The decision


Upper Tribunal
(Immigration and Asylum Chamber) Appeal Number: DA/00088/2013


THE IMMIGRATION ACTS

Heard at Nottingham
Determination Promulgated
on 11th June 2013
On 12 June 2013

Before

UPPER TRIBUNAL JUDGE HANSON

Between

JEVAUGHAN OMARO BROWN
Appellant
and

THE SECRETARY OF STATE FOR THE HOME DEPARTMENT
Respondent

Representation:

For the Appellant: Mr Goldborough of Cleveland & Co Solicitors.
For the Respondent: Mrs K Heath Senior Home Office Presenting Officer.

DETERMINATION AND REASONS

1. This is an appeal against a determination of a panel of the First-tier Tribunal composed of Designated Judge Coates and Mr G H Getlevog (hereinafter referred to as ‘the Panel’) who in a determination promulgated on the 27th February 2013 dismissed the appellants appeal against the order for his deportation from the United Kingdom.

Discussion

2. The first ground of appeal claims the Panel erred in failing to consider paragraphs 398 and 399A of the Immigration Rules in force at the date of the hearing so far as they relate to the facts of this appeal.

3. The respondents Rule 24 Reply, dated 4th April 2013, and paragraph 10 of the determination record that at the commencement of the hearing it was stated that the only issue was the proportionality of removal under Article 8 ECHR, indicating the reason the Panel did not consider the Rules was because the appellant’s representative, Mr Goldborough, did not ask them to. This is disputed before me.
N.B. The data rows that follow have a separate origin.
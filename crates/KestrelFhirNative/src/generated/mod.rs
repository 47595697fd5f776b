//! Output of the `kestrel-fhir-native-gen` generator, checked in so the
//! runtime crate builds without a generation step.

pub mod r4;
use std::fmt;

use rust_decimal::Decimal;
use serde::{Deserialize, Deserializer, Serialize, Serializer};

/// FHIR decimal preserving the original lexical form.
///
/// FHIR decimals are significant-digit-preserving: `1.50` and `1.5` are
/// different values on the wire even though they compare equal numerically.
/// The original text is therefore authoritative; numeric access goes through
/// [`PreciseDecimal::value`].
#[derive(Debug, Clone, PartialEq, Eq, Hash, Default)]
pub struct PreciseDecimal {
    original: String,
}

impl PreciseDecimal {
    /// Wraps a lexical decimal representation.
    pub fn new(original: impl Into<String>) -> Self {
        PreciseDecimal {
            original: original.into(),
        }
    }

    /// The original wire text.
    pub fn as_str(&self) -> &str {
        &self.original
    }

    /// Parses the stored text as a numeric value.
    pub fn value(&self) -> Option<Decimal> {
        self.original.parse().ok()
    }
}

impl fmt::Display for PreciseDecimal {
    fn fmt(&self, f: &mut fmt::Formatter<'_>) -> fmt::Result {
        f.write_str(&self.original)
    }
}

impl Serialize for PreciseDecimal {
    fn serialize<S: Serializer>(&self, serializer: S) -> Result<S::Ok, S::Error> {
        // Prefer a JSON number when the text parses as one.
        match self.original.parse::<serde_json::Number>() {
            Ok(number) => number.serialize(serializer),
            Err(_) => serializer.serialize_str(&self.original),
        }
    }
}

impl<'de> Deserialize<'de> for PreciseDecimal {
    fn deserialize<D: Deserializer<'de>>(deserializer: D) -> Result<Self, D::Error> {
        let value = serde_json::Value::deserialize(deserializer)?;
        match value {
            serde_json::Value::Number(number) => Ok(PreciseDecimal::new(number.to_string())),
            serde_json::Value::String(text) => Ok(PreciseDecimal::new(text)),
            other => Err(serde::de::Error::custom(format!(
                "expected a decimal, got {}",
                other
            ))),
        }
    }
}

#[cfg(test)]
mod tests {
    use super::*;
    use rust_decimal_macros::dec;

    #[test]
    fn original_text_is_preserved() {
        let d = PreciseDecimal::new("1.50");
        assert_eq!(d.as_str(), "1.50");
        assert_eq!(d.value(), Some(dec!(1.50)));
    }

    #[test]
    fn unparsable_text_has_no_numeric_value() {
        assert_eq!(PreciseDecimal::new("not-a-number").value(), None);
    }
}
The record of proceedings taken by the Panel has an endorsement in the following terms:

“Issue is Art – 8”.

4. Mrs Heath confirmed that the Presenting Officer, Mr Singh, also noted that the appeal “centred around Article 8”. What there is no confirmation of is that the acceptance that main issues was Article 8 is an acknowledgement it was restricted to Article 8 ECHR only and not Article 8 as incorporated into the Immigration Rules. In light of the lack of clarity/ambiguity in the record relating to the scope of the hearing and the submission by Mr Goldborough that there was no concession in relation to the Rules, the finding by the Panel that the issues in the appeal were limited to Article 8 ECHR only, and their failure to determine the Article 8 elements under the Immigration Rules too, is infected by an error of law material to the decision to dismiss the appeal.
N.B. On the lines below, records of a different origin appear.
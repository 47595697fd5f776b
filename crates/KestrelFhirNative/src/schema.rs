//! Descriptor tables for every record layout the native parser produces.
//!
//! The generator crate introspects these tables to build its mapping plans,
//! and the tests use them to assemble well-formed arenas without repeating
//! offsets by hand. Offsets are relative to the record base; every record
//! starts with the common header (type tag, then extension anchor).

use crate::layout::WrapperKind;

/// Shape of one field inside a native record.
#[derive(Debug, Clone, Copy, PartialEq, Eq)]
pub enum FieldShape {
    /// The `u32` type tag at the start of every record.
    Tag,
    /// The extension side-channel anchor reference.
    ExtensionAnchor,
    /// An inline nullable primitive wrapper.
    Wrapper(WrapperKind),
    /// A nullable reference to another record, named by native type.
    Record(&'static str),
    /// A `u32` element count for the array field that follows it.
    Count,
    /// A reference to a packed array of inline wrappers.
    WrapperArray(WrapperKind),
    /// A reference to a packed array of record references.
    RecordArray(&'static str),
    /// An inline union region; the active variant is named by the
    /// discriminant field that follows.
    Union(&'static [VariantShape]),
    /// The `u32` discriminant for the union that precedes it (0 = none).
    Discriminant,
}

/// Payload shape of one union variant, laid out at the union base offset.
#[derive(Debug, Clone, Copy, PartialEq, Eq)]
pub enum VariantKind {
    Wrapper(WrapperKind),
    Record(&'static str),
}

/// One variant of a choice-typed field.
#[derive(Debug, Clone, Copy, PartialEq, Eq)]
pub struct VariantShape {
    /// Discriminant value selecting this variant.
    pub discriminant: u32,
    /// Element name of the materialized variant, e.g. `deceasedBoolean`.
    pub name: &'static str,
    pub kind: VariantKind,
}

impl VariantKind {
    pub fn size(self) -> u32 {
        match self {
            VariantKind::Wrapper(kind) => kind.size(),
            VariantKind::Record(_) => 4,
        }
    }
}

/// One field of a native record.
#[derive(Debug, Clone, Copy, PartialEq, Eq)]
pub struct NativeFieldDescriptor {
    /// Native field name.
    pub name: &'static str,
    /// Element name in the domain model, when this field carries data.
    /// Header, count, and discriminant fields have none.
    pub element: Option<&'static str>,
    pub shape: FieldShape,
    /// Byte offset relative to the record base.
    pub offset: u32,
}

/// One native record type.
#[derive(Debug, Clone, Copy, PartialEq, Eq)]
pub struct NativeTypeDescriptor {
    pub name: &'static str,
    /// Type tag stored in the record header.
    pub tag: u32,
    /// Total record size in bytes.
    pub size: u32,
    pub fields: &'static [NativeFieldDescriptor],
}

impl FieldShape {
    /// In-record size of this field, in bytes.
    pub fn size(self) -> u32 {
        match self {
            FieldShape::Tag
            | FieldShape::ExtensionAnchor
            | FieldShape::Record(_)
            | FieldShape::Count
            | FieldShape::WrapperArray(_)
            | FieldShape::RecordArray(_)
            | FieldShape::Discriminant => 4,
            FieldShape::Wrapper(kind) => kind.size(),
            FieldShape::Union(variants) => variants
                .iter()
                .map(|variant| variant.kind.size())
                .max()
                .unwrap_or(0),
        }
    }
}

impl NativeTypeDescriptor {
    /// Looks up a field by native name.
    pub fn field(&self, name: &str) -> Option<&NativeFieldDescriptor> {
        self.fields.iter().find(|field| field.name == name)
    }
}

macro_rules! field {
    ($name:expr, $element:expr, $shape:expr, $offset:expr) => {
        NativeFieldDescriptor {
            name: $name,
            element: $element,
            shape: $shape,
            offset: $offset,
        }
    };
}

use FieldShape::*;
use WrapperKind::{DateTime, OptBool, OptInt, Text, TextOpt};

const EXTENSION_VALUE: &[VariantShape] = &[
    VariantShape { discriminant: 1, name: "valueString", kind: VariantKind::Wrapper(TextOpt) },
    VariantShape { discriminant: 2, name: "valueBoolean", kind: VariantKind::Wrapper(OptBool) },
    VariantShape { discriminant: 3, name: "valueInteger", kind: VariantKind::Wrapper(OptInt) },
    VariantShape { discriminant: 4, name: "valueCoding", kind: VariantKind::Record("Coding") },
];

const EXTENSION_FIELDS: &[NativeFieldDescriptor] = &[
    field!("tag", None, Tag, 0),
    field!("extensions", None, ExtensionAnchor, 4),
    field!("url", Some("url"), Wrapper(Text), 8),
    field!("value", Some("value"), Union(EXTENSION_VALUE), 16),
    field!("valueKind", None, Discriminant, 28),
];

const CODING_FIELDS: &[NativeFieldDescriptor] = &[
    field!("tag", None, Tag, 0),
    field!("extensions", None, ExtensionAnchor, 4),
    field!("system", Some("system"), Wrapper(TextOpt), 8),
    field!("version", Some("version"), Wrapper(TextOpt), 20),
    field!("code", Some("code"), Wrapper(TextOpt), 32),
    field!("display", Some("display"), Wrapper(TextOpt), 44),
    field!("userSelected", Some("userSelected"), Wrapper(OptBool), 56),
];

const CODEABLE_CONCEPT_FIELDS: &[NativeFieldDescriptor] = &[
    field!("tag", None, Tag, 0),
    field!("extensions", None, ExtensionAnchor, 4),
    field!("codingCount", None, Count, 8),
    field!("coding", Some("coding"), RecordArray("Coding"), 12),
    field!("text", Some("text"), Wrapper(TextOpt), 16),
];

const QUANTITY_FIELDS: &[NativeFieldDescriptor] = &[
    field!("tag", None, Tag, 0),
    field!("extensions", None, ExtensionAnchor, 4),
    field!("value", Some("value"), Wrapper(TextOpt), 8),
    field!("comparator", Some("comparator"), Wrapper(TextOpt), 20),
    field!("unit", Some("unit"), Wrapper(TextOpt), 32),
    field!("system", Some("system"), Wrapper(TextOpt), 44),
    field!("code", Some("code"), Wrapper(TextOpt), 56),
];

const REFERENCE_FIELDS: &[NativeFieldDescriptor] = &[
    field!("tag", None, Tag, 0),
    field!("extensions", None, ExtensionAnchor, 4),
    field!("reference", Some("reference"), Wrapper(TextOpt), 8),
    field!("type", Some("type"), Wrapper(TextOpt), 20),
    field!("identifier", Some("identifier"), Record("Identifier"), 32),
    field!("display", Some("display"), Wrapper(TextOpt), 36),
];

const PERIOD_FIELDS: &[NativeFieldDescriptor] = &[
    field!("tag", None, Tag, 0),
    field!("extensions", None, ExtensionAnchor, 4),
    field!("start", Some("start"), Wrapper(DateTime), 8),
    field!("end", Some("end"), Wrapper(DateTime), 24),
];

const IDENTIFIER_FIELDS: &[NativeFieldDescriptor] = &[
    field!("tag", None, Tag, 0),
    field!("extensions", None, ExtensionAnchor, 4),
    field!("use", Some("use"), Wrapper(TextOpt), 8),
    field!("type", Some("type"), Record("CodeableConcept"), 20),
    field!("system", Some("system"), Wrapper(TextOpt), 24),
    field!("value", Some("value"), Wrapper(TextOpt), 36),
    field!("period", Some("period"), Record("Period"), 48),
];

const HUMAN_NAME_FIELDS: &[NativeFieldDescriptor] = &[
    field!("tag", None, Tag, 0),
    field!("extensions", None, ExtensionAnchor, 4),
    field!("use", Some("use"), Wrapper(TextOpt), 8),
    field!("text", Some("text"), Wrapper(TextOpt), 20),
    field!("family", Some("family"), Wrapper(TextOpt), 32),
    field!("givenCount", None, Count, 44),
    field!("given", Some("given"), WrapperArray(TextOpt), 48),
    field!("prefixCount", None, Count, 52),
    field!("prefix", Some("prefix"), WrapperArray(TextOpt), 56),
];

const PATIENT_DECEASED: &[VariantShape] = &[
    VariantShape { discriminant: 1, name: "deceasedBoolean", kind: VariantKind::Wrapper(OptBool) },
    VariantShape { discriminant: 2, name: "deceasedDateTime", kind: VariantKind::Wrapper(DateTime) },
];

const PATIENT_MULTIPLE_BIRTH: &[VariantShape] = &[
    VariantShape { discriminant: 1, name: "multipleBirthBoolean", kind: VariantKind::Wrapper(OptBool) },
    VariantShape { discriminant: 2, name: "multipleBirthInteger", kind: VariantKind::Wrapper(OptInt) },
];

const PATIENT_FIELDS: &[NativeFieldDescriptor] = &[
    field!("tag", None, Tag, 0),
    field!("extensions", None, ExtensionAnchor, 4),
    field!("identifierCount", None, Count, 8),
    field!("identifier", Some("identifier"), RecordArray("Identifier"), 12),
    field!("active", Some("active"), Wrapper(OptBool), 16),
    field!("nameCount", None, Count, 20),
    field!("name", Some("name"), RecordArray("HumanName"), 24),
    field!("gender", Some("gender"), Wrapper(TextOpt), 28),
    field!("birthDate", Some("birthDate"), Wrapper(DateTime), 40),
    field!("deceased", Some("deceased"), Union(PATIENT_DECEASED), 56),
    field!("deceasedKind", None, Discriminant, 72),
    field!("multipleBirth", Some("multipleBirth"), Union(PATIENT_MULTIPLE_BIRTH), 76),
    field!("multipleBirthKind", None, Discriminant, 84),
    field!("managingOrganization", Some("managingOrganization"), Record("Reference"), 88),
];

const OBSERVATION_EFFECTIVE: &[VariantShape] = &[
    VariantShape { discriminant: 1, name: "effectiveDateTime", kind: VariantKind::Wrapper(DateTime) },
    VariantShape { discriminant: 2, name: "effectivePeriod", kind: VariantKind::Record("Period") },
];

const OBSERVATION_VALUE: &[VariantShape] = &[
    VariantShape { discriminant: 1, name: "valueQuantity", kind: VariantKind::Record("Quantity") },
    VariantShape { discriminant: 2, name: "valueString", kind: VariantKind::Wrapper(TextOpt) },
    VariantShape { discriminant: 3, name: "valueBoolean", kind: VariantKind::Wrapper(OptBool) },
    VariantShape { discriminant: 4, name: "valueInteger", kind: VariantKind::Wrapper(OptInt) },
];

const OBSERVATION_FIELDS: &[NativeFieldDescriptor] = &[
    field!("tag", None, Tag, 0),
    field!("extensions", None, ExtensionAnchor, 4),
    field!("identifierCount", None, Count, 8),
    field!("identifier", Some("identifier"), RecordArray("Identifier"), 12),
    field!("status", Some("status"), Wrapper(TextOpt), 16),
    field!("categoryCount", None, Count, 28),
    field!("category", Some("category"), RecordArray("CodeableConcept"), 32),
    field!("code", Some("code"), Record("CodeableConcept"), 36),
    field!("subject", Some("subject"), Record("Reference"), 40),
    field!("effective", Some("effective"), Union(OBSERVATION_EFFECTIVE), 44),
    field!("effectiveKind", None, Discriminant, 60),
    field!("issued", Some("issued"), Wrapper(DateTime), 64),
    field!("value", Some("value"), Union(OBSERVATION_VALUE), 80),
    field!("valueKind", None, Discriminant, 92),
    field!("performerCount", None, Count, 96),
    field!("performer", Some("performer"), RecordArray("Reference"), 100),
];

const ALLERGY_ONSET: &[VariantShape] = &[
    VariantShape { discriminant: 1, name: "onsetDateTime", kind: VariantKind::Wrapper(DateTime) },
    VariantShape { discriminant: 2, name: "onsetPeriod", kind: VariantKind::Record("Period") },
    VariantShape { discriminant: 3, name: "onsetString", kind: VariantKind::Wrapper(TextOpt) },
];

const ALLERGY_INTOLERANCE_FIELDS: &[NativeFieldDescriptor] = &[
    field!("tag", None, Tag, 0),
    field!("extensions", None, ExtensionAnchor, 4),
    field!("clinicalStatus", Some("clinicalStatus"), Record("CodeableConcept"), 8),
    field!("verificationStatus", Some("verificationStatus"), Record("CodeableConcept"), 12),
    field!("categoryCount", None, Count, 16),
    field!("category", Some("category"), WrapperArray(TextOpt), 20),
    field!("criticality", Some("criticality"), Wrapper(TextOpt), 24),
    field!("code", Some("code"), Record("CodeableConcept"), 36),
    field!("patient", Some("patient"), Record("Reference"), 40),
    field!("onset", Some("onset"), Union(ALLERGY_ONSET), 44),
    field!("onsetKind", None, Discriminant, 60),
    field!("recordedDate", Some("recordedDate"), Wrapper(DateTime), 64),
];

/// Every native record type, in generation order: shared complex types
/// first, then resources.
pub const NATIVE_TYPES: &[NativeTypeDescriptor] = &[
    NativeTypeDescriptor { name: "Extension", tag: 1, size: 32, fields: EXTENSION_FIELDS },
    NativeTypeDescriptor { name: "Coding", tag: 2, size: 60, fields: CODING_FIELDS },
    NativeTypeDescriptor { name: "CodeableConcept", tag: 3, size: 28, fields: CODEABLE_CONCEPT_FIELDS },
    NativeTypeDescriptor { name: "Quantity", tag: 4, size: 68, fields: QUANTITY_FIELDS },
    NativeTypeDescriptor { name: "Reference", tag: 5, size: 48, fields: REFERENCE_FIELDS },
    NativeTypeDescriptor { name: "Period", tag: 6, size: 40, fields: PERIOD_FIELDS },
    NativeTypeDescriptor { name: "Identifier", tag: 7, size: 52, fields: IDENTIFIER_FIELDS },
    NativeTypeDescriptor { name: "HumanName", tag: 8, size: 60, fields: HUMAN_NAME_FIELDS },
    NativeTypeDescriptor { name: "Patient", tag: 10, size: 92, fields: PATIENT_FIELDS },
    NativeTypeDescriptor { name: "Observation", tag: 11, size: 104, fields: OBSERVATION_FIELDS },
    NativeTypeDescriptor { name: "AllergyIntolerance", tag: 12, size: 80, fields: ALLERGY_INTOLERANCE_FIELDS },
];

/// Looks up a native type by name.
pub fn native_type(name: &str) -> Option<&'static NativeTypeDescriptor> {
    NATIVE_TYPES.iter().find(|ty| ty.name == name)
}

/// Looks up a native type by record tag.
pub fn native_type_by_tag(tag: u32) -> Option<&'static NativeTypeDescriptor> {
    NATIVE_TYPES.iter().find(|ty| ty.tag == tag)
}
5. I set the determination aside and proceed to remake the decision.

6. The amendment to the Immigration Rules in force from 12th July 2012 was to reflect the Secretary of States views on how Article 8 should be interpreted. Paragraph 399A, which is relevant to this appeal, states a person can succeed under these provisions if:

(b) the person is aged under 25 years, he has spent at least half of his life living continuously in the UK immediately preceding the date of his immigration decision (discounting any periods of imprisonment) and he has no ties (including social, cultural or family) with the country to which he would have to go if required the leave the UK.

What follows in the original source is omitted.